Yeah the fire assay, when done right, is more definitive. Last time though, the assayer I normally use didn't take into account the very high amounts of chloride in my borohydride precipitate (40-50%) and came back with a non-detect on gold. I'm assuming it all went up in AuCl vapors. An ICP analysis on same precip showed significant gold values. I tend to agree with the ICP based on the several grams of gold I ended up with in my hand after cuppeling my ion exchange residue. From now on if I want a fire assay I'll just put on my Darth Vader lead-vapor protection gear and do it myself. :wink:


----------



## jsargent (Nov 5, 2008)

Lou said:


> It's a pity sand is so abrasive and that there's likely a lot of iron present. I would just say grind it up and barrel roll it with bleach+HCl but that would probably be a pain in the behind in your case.
> 
> Ever considered gas phase extraction?
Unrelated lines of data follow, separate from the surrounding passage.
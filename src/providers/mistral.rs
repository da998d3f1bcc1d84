//! Mistral adapter
//!
//! Mistral's chat API is OpenAI-shaped; only the host, the allowlist and
//! the auth header source differ.

use std::sync::Arc;
use std::time::{Duration, Instant};

use serde::{Deserialize, Serialize};

use crate::config::Settings;
use crate::gateway::context::RequestContext;
use crate::gateway::error::{GatewayError, GatewayResult};
use crate::gateway::types::QueryResult;
use crate::providers::{
    self, Capabilities, ModelType, ProviderClient, DEFAULT_MAX_OUTPUT_TOKENS, DEFAULT_TEMPERATURE,
};

const ALLOWED_VERSIONS: &[&str] = &[
    "mistral-medium",
    "mistral-small",
    "mistral-large",
    "open-mixtral-8x7b",
];
const DEFAULT_VERSION: &str = "mistral-medium";

#[derive(Clone)]
pub struct MistralClient {
    settings: Arc<Settings>,
    key: Option<String>,
}

#[derive(Serialize)]
struct ChatRequest<'a> {
    model: &'a str,
    messages: Vec<ChatMessage<'a>>,
    temperature: f64,
    max_tokens: u32,
}

#[derive(Serialize)]
struct ChatMessage<'a> {
    role: &'a str,
    content: &'a str,
}

#[derive(Deserialize)]
struct ChatResponse {
    choices: Vec<Choice>,
    usage: Option<Usage>,
}

#[derive(Deserialize)]
struct Choice {
    message: ChoiceMessage,
}

#[derive(Deserialize)]
struct ChoiceMessage {
    content: Option<String>,
}

#[derive(Deserialize)]
struct Usage {
    prompt_tokens: Option<i64>,
    completion_tokens: Option<i64>,
}

impl MistralClient {
    pub fn new(settings: Arc<Settings>, key: Option<String>) -> Self {
        Self { settings, key }
    }

    fn chat_url(&self) -> String {
        format!(
            "{}/v1/chat/completions",
            self.settings.mistral_base_url.trim_end_matches('/')
        )
    }

    fn models_url(&self) -> String {
        format!(
            "{}/v1/models",
            self.settings.mistral_base_url.trim_end_matches('/')
        )
    }
}

impl ProviderClient for MistralClient {
    fn model_type(&self) -> ModelType {
        ModelType::Mistral
    }

    fn capabilities(&self) -> Capabilities {
        Capabilities {
            supports_streaming: true,
            supports_json_schema: false,
            max_tokens: 4096,
            supported_regions: &["global"],
        }
    }

    fn default_version(&self) -> &'static str {
        DEFAULT_VERSION
    }

    fn allowed_versions(&self) -> &'static [&'static str] {
        ALLOWED_VERSIONS
    }

    async fn query(
        &self,
        ctx: &RequestContext,
        prompt: &str,
        version: &str,
    ) -> GatewayResult<QueryResult> {
        let start = Instant::now();
        let Some(key) = self.key.as_deref() else {
            return Err(GatewayError::ApiKeyMissing(ModelType::Mistral));
        };
        if providers::is_test_key(&self.settings, key) {
            return Ok(
                providers::test_key_result(ModelType::Mistral, prompt, version, start).await,
            );
        }

        let body = ChatRequest {
            model: version,
            messages: vec![ChatMessage {
                role: "user",
                content: prompt,
            }],
            temperature: DEFAULT_TEMPERATURE,
            max_tokens: DEFAULT_MAX_OUTPUT_TOKENS,
        };

        let send = providers::shared_client()
            .post(self.chat_url())
            .bearer_auth(key)
            .json(&body)
            .timeout(Duration::from_secs(self.settings.http_timeout_secs))
            .send();
        let response = tokio::select! {
            _ = ctx.cancelled() => return Err(ctx.cancellation_error()),
            r = send => r.map_err(|e| providers::map_transport(ModelType::Mistral, &e))?,
        };

        let status = response.status().as_u16();
        let text = tokio::select! {
            _ = ctx.cancelled() => return Err(ctx.cancellation_error()),
            t = response.text() => t.map_err(|e| providers::map_transport(ModelType::Mistral, &e))?,
        };

        if !(200..300).contains(&status) {
            return Err(providers::map_status(ModelType::Mistral, status, &text));
        }

        let parsed: ChatResponse =
            serde_json::from_str(&text).map_err(|e| GatewayError::InvalidResponse {
                provider: ModelType::Mistral,
                detail: format!("mistral response failed to decode: {}", e),
            })?;

        let content = parsed
            .choices
            .first()
            .and_then(|c| c.message.content.clone())
            .filter(|s| !s.is_empty())
            .ok_or_else(|| GatewayError::EmptyResponse {
                provider: ModelType::Mistral,
                detail: "mistral returned no candidate text".to_string(),
            })?;

        let (input_tokens, output_tokens, total_tokens) = providers::reconcile_tokens(
            prompt,
            &content,
            parsed.usage.as_ref().and_then(|u| u.prompt_tokens),
            parsed.usage.as_ref().and_then(|u| u.completion_tokens),
        );

        Ok(QueryResult {
            response: content,
            response_time_ms: start.elapsed().as_millis() as u64,
            status_code: status,
            input_tokens,
            output_tokens,
            total_tokens,
            num_retries: 0,
            error: None,
        })
    }

    async fn check_availability(&self) -> bool {
        let Some(key) = self.key.as_deref() else {
            return false;
        };
        if providers::is_test_key(&self.settings, key) {
            return true;
        }
        match providers::probe_client()
            .get(self.models_url())
            .bearer_auth(key)
            .send()
            .await
        {
            Ok(response) => response.status().is_success(),
            Err(_) => false,
        }
    }
}

#[cfg(test)]
mod tests {
    use super::*;

    #[tokio::test]
    async fn missing_key_refuses_without_network() {
        let client = MistralClient::new(Arc::new(Settings::default()), None);
        let ctx = RequestContext::new(None, None, None);
        let err = client.query(&ctx, "hi", DEFAULT_VERSION).await.unwrap_err();
        assert!(matches!(
            err,
            GatewayError::ApiKeyMissing(ModelType::Mistral)
        ));
    }

    #[test]
    fn unknown_version_maps_to_default() {
        let client = MistralClient::new(Arc::new(Settings::default()), Some("test_k".into()));
        assert_eq!(client.resolve_version(Some("mistral-tiny")), DEFAULT_VERSION);
        assert_eq!(client.resolve_version(Some("mistral-large")), "mistral-large");
    }
}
It doesn't only just work on the PGMs...it's a miracle for many things.
> 
> ...


The procedure I think makes most sense is to separate the black sands first to reduce volume by 95%, then crush to about 200 mesh, then extract iron with citric acid or HCL, then go to the HCL, salt, monopersulfate leach of the slurry in an air agitated cone bottom tank. no pumps to worry with and well... it looks pretty cool. LOL

Now the gas phase process I am not familiar with. I did read of a process of purposely volatizing gold as the chloride and condensing the vapors in a distillation apparatus. Is this what you are referring to?


----------



## butcher (Nov 6, 2008)

I would roast the black sand (sheet metal on bed of hot coals) for about an hour at greater than 750 degrees F. before any leach process I used. :wink:


----------



## Oz (Nov 6, 2008)

Watch for the possibility of arsenic with roasting black sands.


----------



## butcher (Nov 6, 2008)

another thought is go after the iron selectively(main base metal) concentrating gold left, after that then leach for the gold


----------



## jsargent (Nov 6, 2008)

Good idea Butcher. That's sort of what I'm doing with the citric acid wash, trying to remove as much iron as possible prior to main leach. What method do you have in mind?


----------



## Shecker (Nov 6, 2008)

I offer this just as a thought. I have found that the right combination of nitrates does a good job of leaching placer material. The objective is to produce an N3 molecule (a triple nitrogen bond). I start with urea which has a double nitrogen bound and then add sodium/potassium/ammonium nitrate.
A littler nitric acid could be added to adjust pH and add extra nitrogen to the reaction. The values can be recovered by cementation on copper. This leaves iron in solution. The gold that is produced by cementation is brown in color (tannish-brown) and any silver and pgm's are metallic.

This is something I am experimenting with and it seems to do an excellent job of leaching and recovering the values. Try it on a beaker scale. It is very easy to scale up.

Randy in Gunnison


----------



## Lou (Nov 6, 2008)

N3 is the azido function. I don't see how it would have any use to anything we do Randy, mainly because it is a.) extremely unstable, b.) extremely poisonous, c.) almost always explosive. Also, it is only very rarely with a triple bond. Nitrogen itself can't be bonded to two other nitrogens by triple bond, but in a resonance structure, it can be triple bonded to another atom.

[Some of the more astute members will note that N3-, is azide, the very same azide as in lead azide, or sodium azide found in air bags. This is a sensitive primary explosive.]


That handled,

Jsargent,

I would steer clear of borohydride. You have no reason to use it--it is expensive and as you mentioned, quite lacking in selectivity. It is best used with the PGMs, and even then, only in very limited circumstances when you want a special form of the reduced metal.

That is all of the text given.